(RECORDS SUPPLIED):

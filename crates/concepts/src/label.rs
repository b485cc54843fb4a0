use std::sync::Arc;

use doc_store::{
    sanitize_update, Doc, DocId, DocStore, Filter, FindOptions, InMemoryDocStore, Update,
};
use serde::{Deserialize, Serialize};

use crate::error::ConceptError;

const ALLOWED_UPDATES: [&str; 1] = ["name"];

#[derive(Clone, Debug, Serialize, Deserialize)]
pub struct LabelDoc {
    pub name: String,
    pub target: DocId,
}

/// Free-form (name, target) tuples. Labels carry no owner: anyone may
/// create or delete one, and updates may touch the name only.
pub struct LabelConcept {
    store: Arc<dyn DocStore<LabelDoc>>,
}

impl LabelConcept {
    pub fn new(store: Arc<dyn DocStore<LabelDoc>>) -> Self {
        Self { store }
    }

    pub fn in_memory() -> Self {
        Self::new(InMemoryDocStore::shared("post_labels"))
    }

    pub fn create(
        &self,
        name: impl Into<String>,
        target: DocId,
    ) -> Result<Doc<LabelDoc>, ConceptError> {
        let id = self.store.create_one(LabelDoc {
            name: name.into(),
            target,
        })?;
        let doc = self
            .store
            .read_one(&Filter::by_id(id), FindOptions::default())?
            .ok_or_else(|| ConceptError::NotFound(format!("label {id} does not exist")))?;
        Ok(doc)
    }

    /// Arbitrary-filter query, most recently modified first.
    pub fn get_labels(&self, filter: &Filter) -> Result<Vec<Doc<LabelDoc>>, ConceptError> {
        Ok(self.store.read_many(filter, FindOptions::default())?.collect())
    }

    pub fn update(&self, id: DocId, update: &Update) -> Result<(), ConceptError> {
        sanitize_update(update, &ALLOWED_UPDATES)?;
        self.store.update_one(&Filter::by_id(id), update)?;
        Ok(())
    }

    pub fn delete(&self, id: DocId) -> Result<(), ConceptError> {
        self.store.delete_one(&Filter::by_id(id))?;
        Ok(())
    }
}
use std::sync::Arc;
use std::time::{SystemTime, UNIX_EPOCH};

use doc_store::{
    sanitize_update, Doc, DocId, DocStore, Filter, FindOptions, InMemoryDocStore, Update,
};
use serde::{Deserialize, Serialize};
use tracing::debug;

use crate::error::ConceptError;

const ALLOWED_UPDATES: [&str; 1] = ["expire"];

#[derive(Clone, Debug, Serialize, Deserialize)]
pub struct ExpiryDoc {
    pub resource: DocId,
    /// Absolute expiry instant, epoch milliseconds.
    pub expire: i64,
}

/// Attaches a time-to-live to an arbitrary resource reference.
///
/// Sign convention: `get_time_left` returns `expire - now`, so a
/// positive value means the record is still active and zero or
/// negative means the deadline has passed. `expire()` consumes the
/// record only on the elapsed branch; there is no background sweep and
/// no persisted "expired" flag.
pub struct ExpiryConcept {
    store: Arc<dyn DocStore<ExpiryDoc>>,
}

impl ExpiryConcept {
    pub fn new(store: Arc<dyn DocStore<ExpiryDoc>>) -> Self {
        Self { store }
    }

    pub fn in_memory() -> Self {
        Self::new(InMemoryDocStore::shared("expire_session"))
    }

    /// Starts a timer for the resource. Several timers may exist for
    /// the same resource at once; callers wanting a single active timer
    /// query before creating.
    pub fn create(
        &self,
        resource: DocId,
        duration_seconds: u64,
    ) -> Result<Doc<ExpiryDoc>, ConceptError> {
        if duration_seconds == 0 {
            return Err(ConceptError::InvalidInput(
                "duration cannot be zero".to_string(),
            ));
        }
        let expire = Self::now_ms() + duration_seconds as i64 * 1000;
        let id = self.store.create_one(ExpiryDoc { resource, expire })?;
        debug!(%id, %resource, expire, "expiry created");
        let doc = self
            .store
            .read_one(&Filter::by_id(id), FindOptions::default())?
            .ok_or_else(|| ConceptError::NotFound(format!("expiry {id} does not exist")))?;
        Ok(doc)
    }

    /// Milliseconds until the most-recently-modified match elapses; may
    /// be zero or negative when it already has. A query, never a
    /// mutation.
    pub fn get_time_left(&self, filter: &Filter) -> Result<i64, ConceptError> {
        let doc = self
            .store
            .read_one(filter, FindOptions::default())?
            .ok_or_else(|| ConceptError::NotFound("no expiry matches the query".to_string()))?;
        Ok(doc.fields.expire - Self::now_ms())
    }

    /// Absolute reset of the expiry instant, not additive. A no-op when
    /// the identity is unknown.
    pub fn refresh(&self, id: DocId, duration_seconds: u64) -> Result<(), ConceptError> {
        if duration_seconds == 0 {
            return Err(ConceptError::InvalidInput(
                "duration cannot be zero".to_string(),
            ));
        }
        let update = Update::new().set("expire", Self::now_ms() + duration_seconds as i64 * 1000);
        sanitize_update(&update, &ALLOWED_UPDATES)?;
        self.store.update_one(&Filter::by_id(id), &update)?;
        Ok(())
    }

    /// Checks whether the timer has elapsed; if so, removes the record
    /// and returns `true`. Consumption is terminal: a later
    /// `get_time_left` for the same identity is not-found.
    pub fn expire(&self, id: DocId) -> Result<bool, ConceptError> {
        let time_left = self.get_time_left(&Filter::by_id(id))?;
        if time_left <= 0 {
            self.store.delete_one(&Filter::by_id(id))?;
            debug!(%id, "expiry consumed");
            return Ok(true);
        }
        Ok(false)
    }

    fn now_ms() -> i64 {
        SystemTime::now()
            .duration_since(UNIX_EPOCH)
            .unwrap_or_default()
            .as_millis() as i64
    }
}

(ABOUT THIS TASK):
Show every line of the material that includes the string "ExpiryDoc".

(OUTPUT):
pub struct ExpiryDoc {
    store: Arc<dyn DocStore<ExpiryDoc>>,
    pub fn new(store: Arc<dyn DocStore<ExpiryDoc>>) -> Self {
    ) -> Result<Doc<ExpiryDoc>, ConceptError> {
        let id = self.store.create_one(ExpiryDoc { resource, expire })?;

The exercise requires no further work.